◆ **TO DO**
Report each line from the listing that the string "Basic" appears in.

◆ **GIVEN RECORDS**
========================================================================
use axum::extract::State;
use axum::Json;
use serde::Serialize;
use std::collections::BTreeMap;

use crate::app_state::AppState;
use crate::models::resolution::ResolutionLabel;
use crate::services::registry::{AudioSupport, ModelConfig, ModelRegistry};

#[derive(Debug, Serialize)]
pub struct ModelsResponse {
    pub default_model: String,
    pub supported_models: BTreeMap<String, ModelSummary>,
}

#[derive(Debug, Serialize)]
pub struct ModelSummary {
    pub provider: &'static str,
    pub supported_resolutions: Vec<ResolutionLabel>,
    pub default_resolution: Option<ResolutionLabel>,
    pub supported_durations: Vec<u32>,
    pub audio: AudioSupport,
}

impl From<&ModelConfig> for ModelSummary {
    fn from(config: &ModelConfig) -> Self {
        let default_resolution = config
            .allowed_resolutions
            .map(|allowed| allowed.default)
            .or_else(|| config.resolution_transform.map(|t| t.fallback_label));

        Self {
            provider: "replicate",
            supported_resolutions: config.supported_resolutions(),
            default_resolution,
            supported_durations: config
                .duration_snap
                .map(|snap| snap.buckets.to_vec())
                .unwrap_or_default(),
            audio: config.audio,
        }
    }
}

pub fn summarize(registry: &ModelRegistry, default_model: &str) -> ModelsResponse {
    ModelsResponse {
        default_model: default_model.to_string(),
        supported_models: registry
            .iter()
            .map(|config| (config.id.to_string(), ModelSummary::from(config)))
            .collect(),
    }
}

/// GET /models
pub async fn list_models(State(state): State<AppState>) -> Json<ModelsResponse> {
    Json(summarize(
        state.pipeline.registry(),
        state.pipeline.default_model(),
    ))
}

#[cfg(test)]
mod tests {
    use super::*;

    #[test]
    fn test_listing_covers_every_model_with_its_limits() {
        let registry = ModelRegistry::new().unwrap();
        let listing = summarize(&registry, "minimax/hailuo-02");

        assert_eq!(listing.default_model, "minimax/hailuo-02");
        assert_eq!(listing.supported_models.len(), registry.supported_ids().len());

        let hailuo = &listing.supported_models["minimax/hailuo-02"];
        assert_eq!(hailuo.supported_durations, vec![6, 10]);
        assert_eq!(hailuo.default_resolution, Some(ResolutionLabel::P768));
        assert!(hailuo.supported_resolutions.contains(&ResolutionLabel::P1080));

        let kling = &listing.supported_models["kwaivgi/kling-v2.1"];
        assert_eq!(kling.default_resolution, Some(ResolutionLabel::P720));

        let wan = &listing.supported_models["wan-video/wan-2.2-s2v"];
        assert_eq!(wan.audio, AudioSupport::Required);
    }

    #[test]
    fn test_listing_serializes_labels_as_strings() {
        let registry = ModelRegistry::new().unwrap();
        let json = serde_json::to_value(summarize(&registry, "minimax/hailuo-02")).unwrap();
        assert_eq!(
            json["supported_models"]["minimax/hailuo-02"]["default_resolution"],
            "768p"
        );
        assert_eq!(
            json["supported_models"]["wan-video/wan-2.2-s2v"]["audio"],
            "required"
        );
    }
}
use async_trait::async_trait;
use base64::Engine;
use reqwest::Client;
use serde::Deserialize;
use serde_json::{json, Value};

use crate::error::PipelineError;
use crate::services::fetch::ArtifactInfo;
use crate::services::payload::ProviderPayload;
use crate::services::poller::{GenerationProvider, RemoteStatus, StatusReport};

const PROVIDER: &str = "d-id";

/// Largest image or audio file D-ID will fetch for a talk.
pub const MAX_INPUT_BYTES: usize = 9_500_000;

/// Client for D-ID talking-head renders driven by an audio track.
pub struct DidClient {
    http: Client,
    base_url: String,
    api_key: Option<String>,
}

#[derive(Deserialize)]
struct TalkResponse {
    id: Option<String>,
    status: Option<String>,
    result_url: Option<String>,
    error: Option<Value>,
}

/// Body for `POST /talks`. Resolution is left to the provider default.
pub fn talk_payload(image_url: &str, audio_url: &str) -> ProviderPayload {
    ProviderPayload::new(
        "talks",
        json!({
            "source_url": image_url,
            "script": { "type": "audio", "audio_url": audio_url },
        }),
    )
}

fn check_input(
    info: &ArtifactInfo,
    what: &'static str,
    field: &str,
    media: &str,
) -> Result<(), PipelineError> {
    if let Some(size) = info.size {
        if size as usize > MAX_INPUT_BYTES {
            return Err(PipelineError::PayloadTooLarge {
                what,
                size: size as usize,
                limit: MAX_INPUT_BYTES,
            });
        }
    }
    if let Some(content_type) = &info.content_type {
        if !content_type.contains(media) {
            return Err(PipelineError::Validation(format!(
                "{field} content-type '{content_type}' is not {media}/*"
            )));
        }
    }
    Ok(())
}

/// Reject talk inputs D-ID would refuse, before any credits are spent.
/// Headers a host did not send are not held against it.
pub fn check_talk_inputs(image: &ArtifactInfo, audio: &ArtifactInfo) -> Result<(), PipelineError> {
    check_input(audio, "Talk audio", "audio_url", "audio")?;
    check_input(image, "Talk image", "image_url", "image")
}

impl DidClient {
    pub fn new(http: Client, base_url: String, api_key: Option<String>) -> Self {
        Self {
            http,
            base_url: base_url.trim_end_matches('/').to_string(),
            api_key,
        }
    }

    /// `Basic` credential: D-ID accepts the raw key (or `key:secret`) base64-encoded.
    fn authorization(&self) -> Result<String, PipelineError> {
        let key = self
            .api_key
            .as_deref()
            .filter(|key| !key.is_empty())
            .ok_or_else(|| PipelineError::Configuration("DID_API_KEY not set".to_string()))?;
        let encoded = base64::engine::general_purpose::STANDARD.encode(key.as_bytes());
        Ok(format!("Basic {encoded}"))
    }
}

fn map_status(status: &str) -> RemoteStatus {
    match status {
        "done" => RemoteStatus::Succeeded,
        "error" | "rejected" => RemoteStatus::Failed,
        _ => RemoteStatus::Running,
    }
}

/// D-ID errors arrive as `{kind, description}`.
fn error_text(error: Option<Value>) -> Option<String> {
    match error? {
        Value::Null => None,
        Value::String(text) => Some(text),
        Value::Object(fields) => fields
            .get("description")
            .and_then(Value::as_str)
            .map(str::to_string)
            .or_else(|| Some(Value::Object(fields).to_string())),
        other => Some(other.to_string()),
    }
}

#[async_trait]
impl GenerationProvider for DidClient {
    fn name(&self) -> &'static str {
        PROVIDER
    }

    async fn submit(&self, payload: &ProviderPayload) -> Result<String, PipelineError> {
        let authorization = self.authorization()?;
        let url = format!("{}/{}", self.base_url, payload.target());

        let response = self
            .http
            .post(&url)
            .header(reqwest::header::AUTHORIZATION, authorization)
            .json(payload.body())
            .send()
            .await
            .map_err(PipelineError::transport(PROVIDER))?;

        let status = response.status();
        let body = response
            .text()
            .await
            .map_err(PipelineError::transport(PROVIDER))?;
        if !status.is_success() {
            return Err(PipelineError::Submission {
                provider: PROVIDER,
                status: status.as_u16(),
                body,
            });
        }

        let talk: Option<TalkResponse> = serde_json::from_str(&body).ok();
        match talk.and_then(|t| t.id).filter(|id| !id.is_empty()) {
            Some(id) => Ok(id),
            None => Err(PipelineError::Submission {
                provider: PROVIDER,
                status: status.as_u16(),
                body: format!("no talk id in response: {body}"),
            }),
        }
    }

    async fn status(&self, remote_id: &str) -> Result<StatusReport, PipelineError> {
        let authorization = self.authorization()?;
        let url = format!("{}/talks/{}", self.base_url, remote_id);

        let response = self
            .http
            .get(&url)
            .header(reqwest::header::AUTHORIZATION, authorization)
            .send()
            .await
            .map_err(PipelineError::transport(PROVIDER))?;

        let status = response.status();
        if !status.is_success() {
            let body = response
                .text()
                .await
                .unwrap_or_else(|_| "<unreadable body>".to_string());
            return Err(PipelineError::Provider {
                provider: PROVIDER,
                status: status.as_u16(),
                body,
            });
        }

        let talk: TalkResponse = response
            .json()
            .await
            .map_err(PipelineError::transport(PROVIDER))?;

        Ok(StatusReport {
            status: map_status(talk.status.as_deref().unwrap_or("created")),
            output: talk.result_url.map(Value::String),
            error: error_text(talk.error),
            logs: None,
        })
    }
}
========================================================================
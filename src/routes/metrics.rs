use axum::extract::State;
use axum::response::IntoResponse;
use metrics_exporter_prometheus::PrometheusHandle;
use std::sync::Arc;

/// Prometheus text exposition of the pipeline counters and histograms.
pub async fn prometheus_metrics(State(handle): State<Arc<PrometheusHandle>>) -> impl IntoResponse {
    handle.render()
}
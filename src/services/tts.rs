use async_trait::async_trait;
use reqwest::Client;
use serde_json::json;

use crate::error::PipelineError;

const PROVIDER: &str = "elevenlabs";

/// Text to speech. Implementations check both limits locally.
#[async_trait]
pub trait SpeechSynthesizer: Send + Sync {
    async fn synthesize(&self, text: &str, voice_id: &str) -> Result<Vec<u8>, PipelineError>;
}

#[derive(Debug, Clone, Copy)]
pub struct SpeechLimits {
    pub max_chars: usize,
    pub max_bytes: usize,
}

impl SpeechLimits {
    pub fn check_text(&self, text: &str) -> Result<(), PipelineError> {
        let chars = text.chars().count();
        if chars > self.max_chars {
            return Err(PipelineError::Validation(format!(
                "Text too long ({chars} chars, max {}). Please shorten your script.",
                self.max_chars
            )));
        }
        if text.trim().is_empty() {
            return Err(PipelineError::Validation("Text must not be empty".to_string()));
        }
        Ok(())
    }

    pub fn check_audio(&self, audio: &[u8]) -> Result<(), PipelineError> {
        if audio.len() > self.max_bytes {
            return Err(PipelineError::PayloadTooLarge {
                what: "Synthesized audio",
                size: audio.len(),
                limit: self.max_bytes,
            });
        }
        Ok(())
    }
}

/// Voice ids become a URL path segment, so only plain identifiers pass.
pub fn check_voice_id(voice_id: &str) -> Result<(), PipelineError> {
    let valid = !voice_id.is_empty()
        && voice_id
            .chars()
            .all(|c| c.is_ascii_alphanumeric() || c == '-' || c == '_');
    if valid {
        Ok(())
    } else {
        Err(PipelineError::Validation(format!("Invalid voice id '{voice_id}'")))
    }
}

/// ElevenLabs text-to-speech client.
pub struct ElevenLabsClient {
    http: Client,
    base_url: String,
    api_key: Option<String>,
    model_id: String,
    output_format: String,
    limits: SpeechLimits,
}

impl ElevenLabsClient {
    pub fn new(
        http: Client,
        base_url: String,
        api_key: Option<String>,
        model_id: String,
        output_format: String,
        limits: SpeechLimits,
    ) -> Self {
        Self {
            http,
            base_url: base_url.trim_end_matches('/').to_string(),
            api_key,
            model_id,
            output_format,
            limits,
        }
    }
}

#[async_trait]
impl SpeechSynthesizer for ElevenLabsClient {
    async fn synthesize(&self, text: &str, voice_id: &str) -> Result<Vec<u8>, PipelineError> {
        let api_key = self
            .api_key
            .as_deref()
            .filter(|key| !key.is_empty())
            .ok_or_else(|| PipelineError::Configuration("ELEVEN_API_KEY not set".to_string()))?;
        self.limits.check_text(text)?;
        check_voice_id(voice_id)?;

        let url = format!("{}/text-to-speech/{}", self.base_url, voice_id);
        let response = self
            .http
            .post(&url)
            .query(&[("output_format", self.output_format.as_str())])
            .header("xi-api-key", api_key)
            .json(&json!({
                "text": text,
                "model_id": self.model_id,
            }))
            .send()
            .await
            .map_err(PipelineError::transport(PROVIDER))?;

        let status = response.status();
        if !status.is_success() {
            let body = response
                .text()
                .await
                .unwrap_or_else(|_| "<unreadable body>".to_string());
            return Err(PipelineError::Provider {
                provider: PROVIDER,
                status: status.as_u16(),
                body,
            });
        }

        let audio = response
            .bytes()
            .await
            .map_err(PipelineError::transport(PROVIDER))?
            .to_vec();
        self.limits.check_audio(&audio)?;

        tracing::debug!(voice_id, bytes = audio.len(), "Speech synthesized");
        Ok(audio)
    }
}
========================================================================
◆ **FINISHED EXERCISE**
    /// `Basic` credential: D-ID accepts the raw key (or `key:secret`) base64-encoded.
        Ok(format!("Basic {encoded}"))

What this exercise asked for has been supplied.